Data entries:

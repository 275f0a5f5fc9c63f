//! Reference resolution.
//!
//! Given a symbol (name, kind, defining file) find every location in the
//! project that uses it. Each kind has its own detection rules; all of them
//! read candidate files in batches, skip unreadable files, and draw
//! candidates through the shared ignore set.

pub mod component;
pub mod composable;
pub mod imports;
pub mod layout;
pub mod middleware;
pub mod plugin;
pub mod store;

use serde::{Deserialize, Serialize};
use std::collections::HashSet;
use std::ops::Range;
use std::path::{Path, PathBuf};

use crate::config::LensConfig;
use crate::index::{enumerate_files_blocking, extension_glob, FileFilter, IgnoreSet};
use crate::kind::{DocumentKind, COMPONENT_EXTENSIONS, SCRIPT_EXTENSIONS};
use crate::seed::ReferenceSeed;
use crate::text::LineIndex;

/// One textual usage of a symbol.
///
/// Lines are 1-indexed, columns are 0-indexed byte offsets within their
/// line, `byte_start..byte_end` is half-open.
#[derive(Debug, Clone, PartialEq, Eq, Hash, Serialize, Deserialize)]
pub struct ReferenceLocation {
    pub file_path: PathBuf,
    pub start_line: usize,
    pub start_col: usize,
    pub end_line: usize,
    pub end_col: usize,
    pub byte_start: usize,
    pub byte_end: usize,
}

impl ReferenceLocation {
    /// Location of `range` in a file whose text is indexed by `lines`.
    pub fn from_range(path: &Path, lines: &LineIndex, range: Range<usize>) -> Self {
        let (start_line, start_col) = lines.position(range.start);
        let (end_line, end_col) = lines.position(range.end);
        Self {
            file_path: path.to_path_buf(),
            start_line,
            start_col,
            end_line,
            end_col,
            byte_start: range.start,
            byte_end: range.end,
        }
    }
}

/// Drop duplicate `(file, byte_start)` locations and sort by file, then
/// offset.
pub fn dedupe(mut locations: Vec<ReferenceLocation>) -> Vec<ReferenceLocation> {
    let mut seen = HashSet::new();
    locations.retain(|loc| seen.insert((loc.file_path.clone(), loc.byte_start)));
    locations.sort_by(|a, b| {
        a.file_path
            .cmp(&b.file_path)
            .then_with(|| a.byte_start.cmp(&b.byte_start))
    });
    locations
}

/// The symbol being resolved.
#[derive(Debug, Clone, PartialEq, Eq)]
pub struct SymbolQuery {
    pub name: String,
    pub kind: DocumentKind,
    pub defining_path: Option<PathBuf>,
    /// Declaration site `(line, col)` for the native provider seed
    pub anchor: Option<(usize, usize)>,
    /// Whether the declaration is reachable through `#imports`
    pub auto_imported: bool,
}

impl SymbolQuery {
    pub fn new(name: &str, kind: DocumentKind) -> Self {
        Self {
            name: name.to_string(),
            kind,
            defining_path: None,
            anchor: None,
            auto_imported: true,
        }
    }

    pub fn defined_in(mut self, path: &Path) -> Self {
        self.defining_path = Some(path.to_path_buf());
        self
    }

    pub fn at(mut self, line: usize, col: usize) -> Self {
        self.anchor = Some((line, col));
        self
    }

    pub fn auto_imported(mut self, auto_imported: bool) -> Self {
        self.auto_imported = auto_imported;
        self
    }

    fn is_defining_file(&self, path: &Path) -> bool {
        self.defining_path.as_deref() == Some(path)
    }
}

/// Everything a resolver needs besides the query.
pub struct ResolveContext<'a> {
    pub root: &'a Path,
    pub config: &'a LensConfig,
    pub ignore: &'a IgnoreSet,
    pub seed: &'a dyn ReferenceSeed,
}

impl<'a> ResolveContext<'a> {
    pub fn new(
        root: &'a Path,
        config: &'a LensConfig,
        ignore: &'a IgnoreSet,
        seed: &'a dyn ReferenceSeed,
    ) -> Self {
        Self {
            root,
            config,
            ignore,
            seed,
        }
    }

    pub fn batch_size(&self) -> usize {
        self.config.effective_batch_size()
    }

    /// Candidate files for a `kind` search with the given extensions.
    pub async fn candidates(&self, kind: DocumentKind, extensions: &[&str]) -> Vec<PathBuf> {
        let glob = extension_glob(extensions);
        let filter = match FileFilter::new(
            self.root,
            &[glob.as_str()],
            self.ignore.for_reference_search(kind),
            self.config.gitignore_aware,
        ) {
            Ok(filter) => filter,
            Err(err) => {
                log::warn!("Cannot build candidate filter for {}: {}", kind, err);
                return Vec::new();
            }
        };
        enumerate_files_blocking(self.root.to_path_buf(), filter).await
    }

    /// Script and component files.
    pub async fn code_candidates(&self, kind: DocumentKind) -> Vec<PathBuf> {
        let extensions: Vec<&str> = SCRIPT_EXTENSIONS
            .iter()
            .chain(COMPONENT_EXTENSIONS)
            .copied()
            .collect();
        self.candidates(kind, &extensions).await
    }

    /// Component (`.vue`) files.
    pub async fn component_candidates(&self, kind: DocumentKind) -> Vec<PathBuf> {
        self.candidates(kind, COMPONENT_EXTENSIONS).await
    }
}

/// Resolve every reference to `query`.
pub async fn resolve(query: &SymbolQuery, ctx: &ResolveContext<'_>) -> Vec<ReferenceLocation> {
    let locations = match query.kind {
        DocumentKind::Component => component::resolve_component(query, ctx).await,
        DocumentKind::Composable | DocumentKind::Utility => {
            composable::resolve_composable(query, ctx).await
        }
        DocumentKind::Store => store::resolve_store(query, ctx).await,
        DocumentKind::Plugin => plugin::resolve_plugin(query, ctx).await,
        DocumentKind::Middleware => middleware::resolve_middleware(query, ctx).await,
        DocumentKind::Layout => layout::resolve_layout(query, ctx).await,
    };
    dedupe(locations)
}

- _TASK ITEM_
The lines to return are those with the string "config" in them; copy each from the entries above.

- _ANSWER SECTION_
use crate::config::LensConfig;
    pub config: &'a LensConfig,
        config: &'a LensConfig,
            config,
        self.config.effective_batch_size()
            self.config.gitignore_aware,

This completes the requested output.